GC53C-0540:
A Study of Springtime Subseasonal Predictability

Friday, 19 December 2014
Matthew Newman, University of Colorado at Boulder, Cooperative Institute for Research in Environmental Sciences, Boulder, CO, United States; NOAA/ESRL/PSD, Boulder, CO, United States
Abstract:
The predictability of weekly averaged atmospheric anomalies over North America, and their relationship to predictable anomalies in the Tropics and over southeast Asia, is investigated in a linear inverse model (LIM) derived from their observed simultaneous and time-lag correlation statistics for boreal spring. Forecast skill is found to be comparable to that of the current operational forecast models (CFS and GFS) run at the National Centers for Environmental Prediction (NCEP). The geographical and temporal variations of forecast skill are also similar in the two models. This makes the much simpler LIM an attractive tool for assessing and diagnosing atmospheric predictability at these forecast ranges.

The LIM assumes that the dynamics of weekly averages are linear, asymptotically stable, and stochastically forced. In a forecasting context, the predictable signal is associated with the deterministic linear dynamics, and the forecast error with the unpredictable stochastic noise. In a low-order linear model of a high-order chaotic system, this stochastic noise represents the effects of both chaotic nonlinear interactions and unresolved initial components on the evolution of the resolved components.
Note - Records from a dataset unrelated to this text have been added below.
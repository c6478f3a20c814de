use std::collections::HashMap;

use reqwest::Url;
use serde::{Deserialize, Serialize};
use serde_json::Value;

use crate::error::TornadoError;
use crate::types::{ToolCall, ToolDefinition, parse_tool_arguments};

/// Tool enabled on an assistant or a run.
#[derive(Debug, Clone, PartialEq, Serialize, Deserialize)]
#[serde(tag = "type", rename_all = "snake_case")]
pub enum AssistantTool {
    CodeInterpreter,
    FileSearch,
    Function { function: ToolDefinition },
}

impl From<ToolDefinition> for AssistantTool {
    fn from(function: ToolDefinition) -> Self {
        Self::Function { function }
    }
}

#[derive(Debug, Clone, PartialEq, Serialize, Deserialize)]
pub struct Assistant {
    pub id: String,
    #[serde(default)]
    pub object: String,
    #[serde(default)]
    pub created_at: i64,
    #[serde(default)]
    pub name: Option<String>,
    #[serde(default)]
    pub description: Option<String>,
    pub model: String,
    #[serde(default)]
    pub instructions: Option<String>,
    #[serde(default)]
    pub tools: Vec<AssistantTool>,
    #[serde(default)]
    pub metadata: HashMap<String, String>,
    #[serde(default)]
    pub temperature: Option<f32>,
    #[serde(default)]
    pub top_p: Option<f32>,
    #[serde(default)]
    pub response_format: Option<Value>,
}

#[derive(Debug, Clone, PartialEq, Serialize, Deserialize, Default)]
pub struct CreateAssistantRequest {
    pub model: String,
    #[serde(skip_serializing_if = "Option::is_none")]
    pub name: Option<String>,
    #[serde(skip_serializing_if = "Option::is_none")]
    pub description: Option<String>,
    #[serde(skip_serializing_if = "Option::is_none")]
    pub instructions: Option<String>,
    #[serde(skip_serializing_if = "Vec::is_empty")]
    pub tools: Vec<AssistantTool>,
    #[serde(skip_serializing_if = "HashMap::is_empty")]
    pub metadata: HashMap<String, String>,
    #[serde(skip_serializing_if = "Option::is_none")]
    pub temperature: Option<f32>,
    #[serde(skip_serializing_if = "Option::is_none")]
    pub top_p: Option<f32>,
}

impl CreateAssistantRequest {
    pub fn new(model: impl Into<String>) -> Self {
        Self {
            model: model.into(),
            ..Default::default()
        }
    }

    pub fn with_name(mut self, name: impl Into<String>) -> Self {
        self.name = Some(name.into());
        self
    }

    pub fn with_instructions(mut self, instructions: impl Into<String>) -> Self {
        self.instructions = Some(instructions.into());
        self
    }

    pub fn with_tool(mut self, tool: impl Into<AssistantTool>) -> Self {
        self.tools.push(tool.into());
        self
    }
}

/// Partial update; fields left `None` are unchanged on the server.
#[derive(Debug, Clone, PartialEq, Serialize, Deserialize, Default)]
pub struct ModifyAssistantRequest {
    #[serde(skip_serializing_if = "Option::is_none")]
    pub model: Option<String>,
    #[serde(skip_serializing_if = "Option::is_none")]
    pub name: Option<String>,
    #[serde(skip_serializing_if = "Option::is_none")]
    pub description: Option<String>,
    #[serde(skip_serializing_if = "Option::is_none")]
    pub instructions: Option<String>,
    #[serde(skip_serializing_if = "Option::is_none")]
    pub tools: Option<Vec<AssistantTool>>,
    #[serde(skip_serializing_if = "Option::is_none")]
    pub metadata: Option<HashMap<String, String>>,
}

#[derive(Debug, Clone, PartialEq, Serialize, Deserialize)]
pub struct Thread {
    pub id: String,
    #[serde(default)]
    pub object: String,
    #[serde(default)]
    pub created_at: i64,
    #[serde(default)]
    pub metadata: HashMap<String, String>,
}

#[derive(Debug, Clone, PartialEq, Serialize, Deserialize, Default)]
pub struct CreateThreadRequest {
    #[serde(skip_serializing_if = "Vec::is_empty")]
    pub messages: Vec<CreateMessageRequest>,
    #[serde(skip_serializing_if = "HashMap::is_empty")]
    pub metadata: HashMap<String, String>,
}

#[derive(Debug, Clone, Copy, PartialEq, Eq, Serialize, Deserialize)]
#[serde(rename_all = "lowercase")]
pub enum MessageRole {
    User,
    Assistant,
}

#[derive(Debug, Clone, PartialEq, Serialize, Deserialize)]
pub struct CreateMessageRequest {
    pub role: MessageRole,
    pub content: String,
    #[serde(default, skip_serializing_if = "HashMap::is_empty")]
    pub metadata: HashMap<String, String>,
}

impl CreateMessageRequest {
    pub fn user(content: impl Into<String>) -> Self {
        Self {
            role: MessageRole::User,
            content: content.into(),
            metadata: HashMap::new(),
        }
    }
}

#[derive(Debug, Clone, PartialEq, Serialize, Deserialize)]
pub struct ThreadMessage {
    pub id: String,
    #[serde(default)]
    pub object: String,
    #[serde(default)]
    pub created_at: i64,
    #[serde(default)]
    pub thread_id: String,
    pub role: MessageRole,
    #[serde(default)]
    pub content: Vec<MessageContent>,
    #[serde(default)]
    pub assistant_id: Option<String>,
    #[serde(default)]
    pub run_id: Option<String>,
    #[serde(default)]
    pub status: Option<String>,
    #[serde(default)]
    pub metadata: HashMap<String, String>,
}

impl ThreadMessage {
    /// Text blocks joined with `\n`.
    pub fn text(&self) -> String {
        self.content
            .iter()
            .filter_map(|block| match block {
                MessageContent::Text { text } => Some(text.value.as_str()),
                _ => None,
            })
            .collect::<Vec<_>>()
            .join("\n")
    }
}

#[derive(Debug, Clone, PartialEq, Serialize, Deserialize)]
#[serde(tag = "type", rename_all = "snake_case")]
pub enum MessageContent {
    Text { text: MessageText },
    ImageFile { image_file: ImageFileRef },
    ImageUrl { image_url: ImageUrlRef },
    Refusal { refusal: String },
    #[serde(other)]
    Unknown,
}

#[derive(Debug, Clone, PartialEq, Serialize, Deserialize)]
pub struct MessageText {
    pub value: String,
    #[serde(default)]
    pub annotations: Vec<Annotation>,
}

/// File citation or file path reference inside message text.
#[derive(Debug, Clone, PartialEq, Serialize, Deserialize)]
pub struct Annotation {
    #[serde(rename = "type")]
    pub kind: String,
    /// Text span being replaced, e.g. `【4:0†source】`.
    #[serde(default)]
    pub text: String,
    #[serde(default)]
    pub start_index: Option<usize>,
    #[serde(default)]
    pub end_index: Option<usize>,
    #[serde(default)]
    pub file_citation: Option<FileRef>,
    #[serde(default)]
    pub file_path: Option<FileRef>,
}

#[derive(Debug, Clone, PartialEq, Serialize, Deserialize)]
pub struct FileRef {
    pub file_id: String,
}

#[derive(Debug, Clone, PartialEq, Serialize, Deserialize)]
pub struct ImageFileRef {
    pub file_id: String,
    #[serde(default, skip_serializing_if = "Option::is_none")]
    pub detail: Option<String>,
}

#[derive(Debug, Clone, PartialEq, Serialize, Deserialize)]
pub struct ImageUrlRef {
    pub url: String,
    #[serde(default, skip_serializing_if = "Option::is_none")]
    pub detail: Option<String>,
}

#[derive(Debug, Clone, Copy, PartialEq, Eq, Hash, Serialize, Deserialize)]
#[serde(rename_all = "snake_case")]
pub enum RunStatus {
    Queued,
    InProgress,
    RequiresAction,
    Cancelling,
    Cancelled,
    Failed,
    Completed,
    Incomplete,
    Expired,
}

impl RunStatus {
    /// No further transitions happen from a terminal status.
    pub fn is_terminal(&self) -> bool {
        matches!(
            self,
            Self::Cancelled | Self::Failed | Self::Completed | Self::Incomplete | Self::Expired
        )
    }
}

#[derive(Debug, Clone, PartialEq, Serialize, Deserialize)]
pub struct Run {
    pub id: String,
    #[serde(default)]
    pub object: String,
    #[serde(default)]
    pub created_at: i64,
    #[serde(default)]
    pub thread_id: String,
    #[serde(default)]
    pub assistant_id: String,
    pub status: RunStatus,
    #[serde(default)]
    pub required_action: Option<RequiredAction>,
    #[serde(default)]
    pub last_error: Option<RunError>,
    #[serde(default)]
    pub model: Option<String>,
    #[serde(default)]
    pub instructions: Option<String>,
    #[serde(default)]
    pub usage: Option<RunUsage>,
    #[serde(default)]
    pub metadata: HashMap<String, String>,
}

impl Run {
    /// Tool calls the run is waiting on; empty unless status is `requires_action`.
    pub fn required_tool_calls(&self) -> &[RunToolCall] {
        self.required_action
            .as_ref()
            .map(|action| action.submit_tool_outputs.tool_calls.as_slice())
            .unwrap_or_default()
    }
}

#[derive(Debug, Clone, PartialEq, Serialize, Deserialize)]
pub struct RequiredAction {
    #[serde(rename = "type")]
    pub kind: String,
    pub submit_tool_outputs: SubmitToolOutputs,
}

#[derive(Debug, Clone, PartialEq, Serialize, Deserialize)]
pub struct SubmitToolOutputs {
    #[serde(default)]
    pub tool_calls: Vec<RunToolCall>,
}

#[derive(Debug, Clone, PartialEq, Serialize, Deserialize)]
pub struct RunToolCall {
    pub id: String,
    #[serde(rename = "type", default)]
    pub kind: String,
    pub function: RunFunctionCall,
}

impl RunToolCall {
    /// Converts to the provider-agnostic form, parsing the argument string.
    pub fn to_tool_call(&self) -> ToolCall {
        ToolCall {
            id: Some(self.id.clone()),
            name: self.function.name.clone(),
            arguments: parse_tool_arguments(&self.function.arguments),
        }
    }
}

#[derive(Debug, Clone, PartialEq, Serialize, Deserialize)]
pub struct RunFunctionCall {
    pub name: String,
    /// JSON-encoded arguments as produced by the model.
    #[serde(default)]
    pub arguments: String,
}

#[derive(Debug, Clone, PartialEq, Serialize, Deserialize)]
pub struct RunError {
    pub code: String,
    pub message: String,
}

#[derive(Debug, Clone, PartialEq, Serialize, Deserialize, Default)]
pub struct RunUsage {
    #[serde(default)]
    pub prompt_tokens: u64,
    #[serde(default)]
    pub completion_tokens: u64,
    #[serde(default)]
    pub total_tokens: u64,
}

#[derive(Debug, Clone, PartialEq, Serialize, Deserialize)]
pub struct ToolOutput {
    pub tool_call_id: String,
    pub output: String,
}

impl ToolOutput {
    pub fn new(tool_call_id: impl Into<String>, output: impl Into<String>) -> Self {
        Self {
            tool_call_id: tool_call_id.into(),
            output: output.into(),
        }
    }
}

#[derive(Debug, Clone, PartialEq, Serialize, Deserialize, Default)]
pub struct CreateRunRequest {
    pub assistant_id: String,
    #[serde(skip_serializing_if = "Option::is_none")]
    pub model: Option<String>,
    #[serde(skip_serializing_if = "Option::is_none")]
    pub instructions: Option<String>,
    #[serde(skip_serializing_if = "Option::is_none")]
    pub additional_instructions: Option<String>,
    #[serde(skip_serializing_if = "Option::is_none")]
    pub tools: Option<Vec<AssistantTool>>,
    #[serde(skip_serializing_if = "HashMap::is_empty")]
    pub metadata: HashMap<String, String>,
    /// Set by the endpoint for streaming calls.
    #[serde(skip_serializing_if = "Option::is_none")]
    pub stream: Option<bool>,
}

impl CreateRunRequest {
    pub fn new(assistant_id: impl Into<String>) -> Self {
        Self {
            assistant_id: assistant_id.into(),
            ..Default::default()
        }
    }

    pub fn with_additional_instructions(mut self, instructions: impl Into<String>) -> Self {
        self.additional_instructions = Some(instructions.into());
        self
    }
}

#[derive(Debug, Clone, Serialize)]
pub(crate) struct SubmitToolOutputsRequest<'a> {
    pub(crate) tool_outputs: &'a [ToolOutput],
    #[serde(skip_serializing_if = "Option::is_none")]
    pub(crate) stream: Option<bool>,
}

#[derive(Debug, Clone, PartialEq, Serialize, Deserialize)]
pub struct RunStep {
    pub id: String,
    #[serde(default)]
    pub object: String,
    #[serde(default)]
    pub created_at: i64,
    #[serde(default)]
    pub run_id: String,
    #[serde(default)]
    pub assistant_id: String,
    #[serde(default)]
    pub thread_id: String,
    /// `message_creation` or `tool_calls`.
    #[serde(rename = "type")]
    pub kind: String,
    pub status: String,
    #[serde(default)]
    pub step_details: Value,
    #[serde(default)]
    pub usage: Option<RunUsage>,
}

/// `thread.message.delta` payload.
#[derive(Debug, Clone, PartialEq, Serialize, Deserialize)]
pub struct MessageDelta {
    pub id: String,
    #[serde(default)]
    pub object: String,
    pub delta: MessageDeltaContent,
}

impl MessageDelta {
    /// Concatenated text fragments carried by this delta.
    pub fn text(&self) -> String {
        self.delta
            .content
            .iter()
            .filter_map(|part| part.text.as_ref().and_then(|text| text.value.as_deref()))
            .collect()
    }
}

#[derive(Debug, Clone, PartialEq, Serialize, Deserialize, Default)]
pub struct MessageDeltaContent {
    #[serde(default)]
    pub role: Option<MessageRole>,
    #[serde(default)]
    pub content: Vec<MessageDeltaPart>,
}

#[derive(Debug, Clone, PartialEq, Serialize, Deserialize)]
pub struct MessageDeltaPart {
    pub index: usize,
    #[serde(rename = "type")]
    pub kind: String,
    #[serde(default)]
    pub text: Option<TextDelta>,
}

#[derive(Debug, Clone, PartialEq, Serialize, Deserialize)]
pub struct TextDelta {
    #[serde(default)]
    pub value: Option<String>,
    #[serde(default)]
    pub annotations: Vec<Annotation>,
}

/// `thread.run.step.delta` payload; step details are kept as raw JSON.
#[derive(Debug, Clone, PartialEq, Serialize, Deserialize)]
pub struct RunStepDelta {
    pub id: String,
    #[serde(default)]
    pub object: String,
    #[serde(default)]
    pub delta: Value,
}

#[derive(Debug, Clone, PartialEq, Serialize, Deserialize)]
pub struct ListResponse<T> {
    #[serde(default)]
    pub object: String,
    pub data: Vec<T>,
    #[serde(default)]
    pub first_id: Option<String>,
    #[serde(default)]
    pub last_id: Option<String>,
    #[serde(default)]
    pub has_more: bool,
}

#[derive(Debug, Clone, PartialEq, Serialize, Deserialize)]
pub struct DeletionStatus {
    pub id: String,
    #[serde(default)]
    pub object: String,
    pub deleted: bool,
}

#[derive(Debug, Clone, Copy, PartialEq, Eq)]
pub enum SortOrder {
    Asc,
    Desc,
}

/// Cursor pagination parameters shared by every list call.
#[derive(Debug, Clone, Default, PartialEq, Eq)]
pub struct ListQuery {
    pub limit: Option<u32>,
    pub order: Option<SortOrder>,
    pub after: Option<String>,
    pub before: Option<String>,
}

impl ListQuery {
    pub fn limit(limit: u32) -> Self {
        Self {
            limit: Some(limit),
            ..Default::default()
        }
    }

    pub fn after(mut self, cursor: impl Into<String>) -> Self {
        self.after = Some(cursor.into());
        self
    }

    /// Appends the set fields to `url` as a percent-encoded query string.
    pub(crate) fn apply_to(&self, url: &str) -> Result<String, TornadoError> {
        let mut pairs = Vec::new();
        if let Some(limit) = self.limit {
            pairs.push(("limit", limit.to_string()));
        }
        if let Some(order) = self.order {
            let order = match order {
                SortOrder::Asc => "asc",
                SortOrder::Desc => "desc",
            };
            pairs.push(("order", order.to_string()));
        }
        if let Some(after) = &self.after {
            pairs.push(("after", after.clone()));
        }
        if let Some(before) = &self.before {
            pairs.push(("before", before.clone()));
        }
        if pairs.is_empty() {
            return Ok(url.to_string());
        }
        let url = Url::parse_with_params(url, &pairs).map_err(|err| TornadoError::InvalidConfig {
            field: "base_url".to_string(),
            reason: format!("{url}: {err}"),
        })?;
        Ok(url.into())
    }
}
Its statistics are assumed here to be state independent.

In this framework, the predictable variations of forecast skill from case to case are associated with predictable variations of signal rather than of noise. In the LIM, the predictable variations of signal are associated with variations of the initial state projection on the growing singular vectors of the LIM’s propagator. At times of strong projection on such structures, the signal-to-noise ratio is relatively high, and springtime climate anomalies are not only potentially but also actually more predictable than at other times.